## WHAT IS EXPECTED
Every line of the entries that holds the word "Redis" is to be copied.

## THE DATA
● ● ●
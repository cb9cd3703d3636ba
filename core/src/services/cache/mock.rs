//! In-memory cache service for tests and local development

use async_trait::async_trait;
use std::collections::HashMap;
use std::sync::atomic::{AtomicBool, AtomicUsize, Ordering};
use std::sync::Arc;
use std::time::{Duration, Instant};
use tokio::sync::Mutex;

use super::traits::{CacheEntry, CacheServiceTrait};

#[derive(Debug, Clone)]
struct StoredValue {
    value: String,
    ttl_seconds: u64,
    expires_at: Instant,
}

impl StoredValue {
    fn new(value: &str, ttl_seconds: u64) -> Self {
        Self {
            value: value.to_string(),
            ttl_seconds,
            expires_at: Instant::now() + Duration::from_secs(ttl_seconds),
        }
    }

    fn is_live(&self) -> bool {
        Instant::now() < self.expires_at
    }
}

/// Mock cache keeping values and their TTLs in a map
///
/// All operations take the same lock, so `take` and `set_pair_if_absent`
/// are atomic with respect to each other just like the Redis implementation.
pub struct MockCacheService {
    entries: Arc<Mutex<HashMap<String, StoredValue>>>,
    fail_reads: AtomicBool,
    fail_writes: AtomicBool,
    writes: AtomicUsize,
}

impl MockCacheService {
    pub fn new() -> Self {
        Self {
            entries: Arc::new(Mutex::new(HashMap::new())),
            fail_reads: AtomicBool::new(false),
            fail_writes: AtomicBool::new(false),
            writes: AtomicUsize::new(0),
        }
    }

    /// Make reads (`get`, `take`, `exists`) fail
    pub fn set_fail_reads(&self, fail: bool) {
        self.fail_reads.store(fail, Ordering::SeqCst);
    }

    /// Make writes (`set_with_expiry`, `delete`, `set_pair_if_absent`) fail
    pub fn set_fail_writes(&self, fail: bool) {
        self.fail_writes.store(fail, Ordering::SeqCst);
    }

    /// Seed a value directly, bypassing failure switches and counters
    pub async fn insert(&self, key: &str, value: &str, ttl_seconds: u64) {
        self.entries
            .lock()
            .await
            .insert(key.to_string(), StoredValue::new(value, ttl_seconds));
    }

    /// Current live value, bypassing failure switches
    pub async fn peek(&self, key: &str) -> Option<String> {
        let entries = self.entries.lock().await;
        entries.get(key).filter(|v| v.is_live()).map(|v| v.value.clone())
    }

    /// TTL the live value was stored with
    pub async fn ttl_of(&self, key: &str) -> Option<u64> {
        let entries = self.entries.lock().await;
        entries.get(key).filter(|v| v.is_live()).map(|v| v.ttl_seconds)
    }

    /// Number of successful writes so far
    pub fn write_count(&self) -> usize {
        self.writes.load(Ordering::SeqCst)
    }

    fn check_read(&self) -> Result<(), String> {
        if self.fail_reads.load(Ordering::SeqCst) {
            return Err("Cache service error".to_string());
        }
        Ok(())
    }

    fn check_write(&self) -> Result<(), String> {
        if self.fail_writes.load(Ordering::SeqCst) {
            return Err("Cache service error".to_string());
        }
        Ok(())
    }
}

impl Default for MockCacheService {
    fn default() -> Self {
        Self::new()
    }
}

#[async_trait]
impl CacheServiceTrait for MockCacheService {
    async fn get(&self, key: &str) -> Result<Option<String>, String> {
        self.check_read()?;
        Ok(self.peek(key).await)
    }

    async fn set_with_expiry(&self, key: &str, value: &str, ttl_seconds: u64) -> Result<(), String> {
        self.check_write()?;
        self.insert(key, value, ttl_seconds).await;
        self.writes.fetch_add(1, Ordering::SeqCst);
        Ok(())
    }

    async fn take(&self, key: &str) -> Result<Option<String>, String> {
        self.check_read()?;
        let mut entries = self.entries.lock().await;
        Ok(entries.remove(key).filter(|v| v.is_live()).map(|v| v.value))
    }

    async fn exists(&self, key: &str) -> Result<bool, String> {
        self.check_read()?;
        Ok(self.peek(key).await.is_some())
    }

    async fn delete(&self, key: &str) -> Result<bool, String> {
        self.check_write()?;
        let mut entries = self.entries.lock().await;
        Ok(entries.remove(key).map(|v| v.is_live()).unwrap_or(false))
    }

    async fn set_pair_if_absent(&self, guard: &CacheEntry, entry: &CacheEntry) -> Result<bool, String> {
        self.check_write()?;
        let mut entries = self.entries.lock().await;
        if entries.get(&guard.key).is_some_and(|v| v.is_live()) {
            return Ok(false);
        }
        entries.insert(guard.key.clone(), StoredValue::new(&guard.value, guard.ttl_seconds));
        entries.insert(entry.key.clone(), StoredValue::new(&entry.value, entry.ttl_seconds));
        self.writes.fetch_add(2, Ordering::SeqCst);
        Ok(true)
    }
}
● ● ●
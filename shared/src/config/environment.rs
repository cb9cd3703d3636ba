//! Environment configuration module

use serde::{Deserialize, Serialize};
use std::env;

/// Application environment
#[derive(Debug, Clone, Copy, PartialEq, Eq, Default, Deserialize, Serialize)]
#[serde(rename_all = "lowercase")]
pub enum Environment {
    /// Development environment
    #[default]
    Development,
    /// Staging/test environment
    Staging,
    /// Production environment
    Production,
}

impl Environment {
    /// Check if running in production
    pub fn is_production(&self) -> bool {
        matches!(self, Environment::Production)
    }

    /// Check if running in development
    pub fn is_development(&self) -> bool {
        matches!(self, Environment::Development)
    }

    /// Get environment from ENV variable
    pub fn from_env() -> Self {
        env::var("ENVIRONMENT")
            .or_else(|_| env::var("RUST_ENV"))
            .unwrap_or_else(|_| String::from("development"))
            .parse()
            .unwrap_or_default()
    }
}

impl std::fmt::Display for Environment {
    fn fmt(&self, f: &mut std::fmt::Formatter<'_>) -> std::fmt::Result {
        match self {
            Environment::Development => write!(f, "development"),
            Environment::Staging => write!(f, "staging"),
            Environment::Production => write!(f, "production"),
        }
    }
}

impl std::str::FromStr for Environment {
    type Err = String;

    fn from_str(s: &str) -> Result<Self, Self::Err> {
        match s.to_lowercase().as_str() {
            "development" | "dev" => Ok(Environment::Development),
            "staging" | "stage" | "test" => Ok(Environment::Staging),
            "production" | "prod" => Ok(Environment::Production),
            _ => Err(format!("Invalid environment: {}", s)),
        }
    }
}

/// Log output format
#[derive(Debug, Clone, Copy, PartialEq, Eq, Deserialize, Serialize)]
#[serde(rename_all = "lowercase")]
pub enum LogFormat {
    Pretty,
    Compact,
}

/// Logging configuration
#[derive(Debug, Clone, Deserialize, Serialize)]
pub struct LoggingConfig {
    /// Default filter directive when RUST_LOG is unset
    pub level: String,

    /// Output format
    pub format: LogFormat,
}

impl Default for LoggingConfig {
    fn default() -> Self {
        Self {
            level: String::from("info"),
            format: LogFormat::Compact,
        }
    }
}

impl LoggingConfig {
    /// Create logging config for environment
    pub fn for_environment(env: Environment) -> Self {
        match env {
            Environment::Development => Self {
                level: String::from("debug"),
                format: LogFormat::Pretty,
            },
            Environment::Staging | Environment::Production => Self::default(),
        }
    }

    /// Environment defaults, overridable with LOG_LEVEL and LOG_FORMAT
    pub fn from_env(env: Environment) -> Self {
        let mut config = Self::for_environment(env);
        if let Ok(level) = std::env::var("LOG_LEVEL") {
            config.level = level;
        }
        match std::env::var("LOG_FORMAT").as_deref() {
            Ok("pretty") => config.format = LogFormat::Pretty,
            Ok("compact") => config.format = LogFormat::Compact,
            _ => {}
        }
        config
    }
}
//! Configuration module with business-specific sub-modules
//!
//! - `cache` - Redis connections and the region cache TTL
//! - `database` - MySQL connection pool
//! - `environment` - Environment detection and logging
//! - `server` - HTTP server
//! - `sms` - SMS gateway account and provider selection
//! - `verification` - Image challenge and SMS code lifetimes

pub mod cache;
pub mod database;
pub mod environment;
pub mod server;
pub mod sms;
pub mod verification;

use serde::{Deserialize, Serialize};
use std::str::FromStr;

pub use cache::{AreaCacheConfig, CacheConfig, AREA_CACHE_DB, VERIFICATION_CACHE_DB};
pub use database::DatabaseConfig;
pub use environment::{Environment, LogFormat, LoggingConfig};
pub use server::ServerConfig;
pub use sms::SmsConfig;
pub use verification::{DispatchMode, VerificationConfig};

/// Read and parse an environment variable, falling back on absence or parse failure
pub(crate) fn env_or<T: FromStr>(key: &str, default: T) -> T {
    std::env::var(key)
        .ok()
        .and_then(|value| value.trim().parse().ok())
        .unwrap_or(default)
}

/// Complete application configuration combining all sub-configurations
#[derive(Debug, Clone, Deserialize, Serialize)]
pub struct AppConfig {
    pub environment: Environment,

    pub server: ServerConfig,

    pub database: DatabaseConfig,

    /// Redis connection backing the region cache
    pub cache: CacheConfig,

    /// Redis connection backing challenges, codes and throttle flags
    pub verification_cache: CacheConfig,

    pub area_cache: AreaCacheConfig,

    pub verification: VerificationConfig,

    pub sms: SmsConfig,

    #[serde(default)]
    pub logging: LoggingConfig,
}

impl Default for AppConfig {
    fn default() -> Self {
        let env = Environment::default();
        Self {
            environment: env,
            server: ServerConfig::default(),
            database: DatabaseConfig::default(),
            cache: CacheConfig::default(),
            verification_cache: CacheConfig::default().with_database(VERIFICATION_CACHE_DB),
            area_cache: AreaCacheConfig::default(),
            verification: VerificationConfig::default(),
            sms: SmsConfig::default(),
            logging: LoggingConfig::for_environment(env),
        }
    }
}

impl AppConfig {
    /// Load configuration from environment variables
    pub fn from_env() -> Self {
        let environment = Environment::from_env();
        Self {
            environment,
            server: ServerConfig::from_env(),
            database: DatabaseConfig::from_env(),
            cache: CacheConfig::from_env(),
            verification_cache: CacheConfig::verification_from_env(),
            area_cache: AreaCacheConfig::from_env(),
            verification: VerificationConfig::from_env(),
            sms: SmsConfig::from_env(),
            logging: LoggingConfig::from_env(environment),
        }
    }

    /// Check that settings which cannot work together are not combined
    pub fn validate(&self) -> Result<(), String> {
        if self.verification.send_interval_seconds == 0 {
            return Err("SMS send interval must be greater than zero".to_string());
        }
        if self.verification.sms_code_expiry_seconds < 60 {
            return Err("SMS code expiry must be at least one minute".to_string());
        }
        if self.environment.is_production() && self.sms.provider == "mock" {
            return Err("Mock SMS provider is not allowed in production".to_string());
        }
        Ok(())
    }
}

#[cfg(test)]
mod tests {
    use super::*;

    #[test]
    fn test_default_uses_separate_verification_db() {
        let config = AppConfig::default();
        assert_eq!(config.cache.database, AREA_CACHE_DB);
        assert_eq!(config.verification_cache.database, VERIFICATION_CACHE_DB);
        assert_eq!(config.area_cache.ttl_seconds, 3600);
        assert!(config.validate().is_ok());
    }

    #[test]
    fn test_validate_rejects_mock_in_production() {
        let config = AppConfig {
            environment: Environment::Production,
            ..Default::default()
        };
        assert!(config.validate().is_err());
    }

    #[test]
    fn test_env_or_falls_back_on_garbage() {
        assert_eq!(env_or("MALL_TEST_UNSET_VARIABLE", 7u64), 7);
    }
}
● ● ●
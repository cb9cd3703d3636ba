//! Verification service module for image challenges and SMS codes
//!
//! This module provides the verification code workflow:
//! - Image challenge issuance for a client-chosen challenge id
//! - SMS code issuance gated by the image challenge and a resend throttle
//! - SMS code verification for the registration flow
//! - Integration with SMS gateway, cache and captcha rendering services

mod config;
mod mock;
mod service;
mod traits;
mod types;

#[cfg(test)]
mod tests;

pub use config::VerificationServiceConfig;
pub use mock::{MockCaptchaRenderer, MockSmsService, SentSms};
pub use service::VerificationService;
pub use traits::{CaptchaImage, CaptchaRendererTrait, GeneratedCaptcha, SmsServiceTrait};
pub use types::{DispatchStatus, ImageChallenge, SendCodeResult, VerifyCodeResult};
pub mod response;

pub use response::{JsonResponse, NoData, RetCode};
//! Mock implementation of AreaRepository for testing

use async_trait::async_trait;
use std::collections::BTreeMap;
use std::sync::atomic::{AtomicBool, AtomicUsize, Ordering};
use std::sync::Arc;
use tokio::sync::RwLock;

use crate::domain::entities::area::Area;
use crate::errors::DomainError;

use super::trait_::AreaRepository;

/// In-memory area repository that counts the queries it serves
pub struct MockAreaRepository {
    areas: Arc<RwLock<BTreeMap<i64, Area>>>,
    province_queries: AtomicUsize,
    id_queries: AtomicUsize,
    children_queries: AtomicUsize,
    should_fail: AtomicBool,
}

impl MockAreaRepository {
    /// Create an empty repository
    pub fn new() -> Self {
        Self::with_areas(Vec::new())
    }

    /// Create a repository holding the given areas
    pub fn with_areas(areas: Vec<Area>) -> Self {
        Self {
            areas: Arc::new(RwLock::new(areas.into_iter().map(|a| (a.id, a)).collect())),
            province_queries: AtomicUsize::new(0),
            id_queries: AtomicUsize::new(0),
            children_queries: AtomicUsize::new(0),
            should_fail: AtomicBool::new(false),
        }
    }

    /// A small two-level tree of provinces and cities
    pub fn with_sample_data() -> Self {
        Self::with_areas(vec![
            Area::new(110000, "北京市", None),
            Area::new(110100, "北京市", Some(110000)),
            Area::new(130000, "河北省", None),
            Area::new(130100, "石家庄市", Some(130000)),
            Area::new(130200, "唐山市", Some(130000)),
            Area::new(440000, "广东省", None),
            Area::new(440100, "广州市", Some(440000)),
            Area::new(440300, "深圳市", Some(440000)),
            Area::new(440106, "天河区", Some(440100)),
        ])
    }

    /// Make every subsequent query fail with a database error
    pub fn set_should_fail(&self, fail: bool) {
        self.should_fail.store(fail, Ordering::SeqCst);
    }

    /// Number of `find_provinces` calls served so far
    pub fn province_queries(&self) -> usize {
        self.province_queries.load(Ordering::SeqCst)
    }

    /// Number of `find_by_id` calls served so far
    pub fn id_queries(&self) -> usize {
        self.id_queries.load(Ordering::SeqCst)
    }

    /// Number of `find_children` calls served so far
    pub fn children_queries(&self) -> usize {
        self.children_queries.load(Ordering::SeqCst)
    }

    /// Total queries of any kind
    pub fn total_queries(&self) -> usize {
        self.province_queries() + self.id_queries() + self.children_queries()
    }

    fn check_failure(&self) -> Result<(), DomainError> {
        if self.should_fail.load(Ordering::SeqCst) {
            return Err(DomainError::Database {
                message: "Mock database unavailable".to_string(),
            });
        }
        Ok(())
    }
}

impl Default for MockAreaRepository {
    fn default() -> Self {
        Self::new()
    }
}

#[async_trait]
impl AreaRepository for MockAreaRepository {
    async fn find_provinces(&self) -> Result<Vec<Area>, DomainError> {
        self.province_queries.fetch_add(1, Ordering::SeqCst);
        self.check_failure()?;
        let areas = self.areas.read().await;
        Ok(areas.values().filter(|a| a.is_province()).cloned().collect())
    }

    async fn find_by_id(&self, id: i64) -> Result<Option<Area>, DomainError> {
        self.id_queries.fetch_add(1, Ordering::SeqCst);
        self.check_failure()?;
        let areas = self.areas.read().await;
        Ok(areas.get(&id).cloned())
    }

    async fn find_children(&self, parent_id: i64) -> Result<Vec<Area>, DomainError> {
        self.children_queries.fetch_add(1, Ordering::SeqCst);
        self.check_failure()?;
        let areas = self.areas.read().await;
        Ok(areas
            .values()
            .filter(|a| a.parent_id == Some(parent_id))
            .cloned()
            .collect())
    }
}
● ● ●
## REPLY
/// are atomic with respect to each other just like the Redis implementation.
//! - `cache` - Redis connections and the region cache TTL
    /// Redis connection backing the region cache
    /// Redis connection backing challenges, codes and throttle flags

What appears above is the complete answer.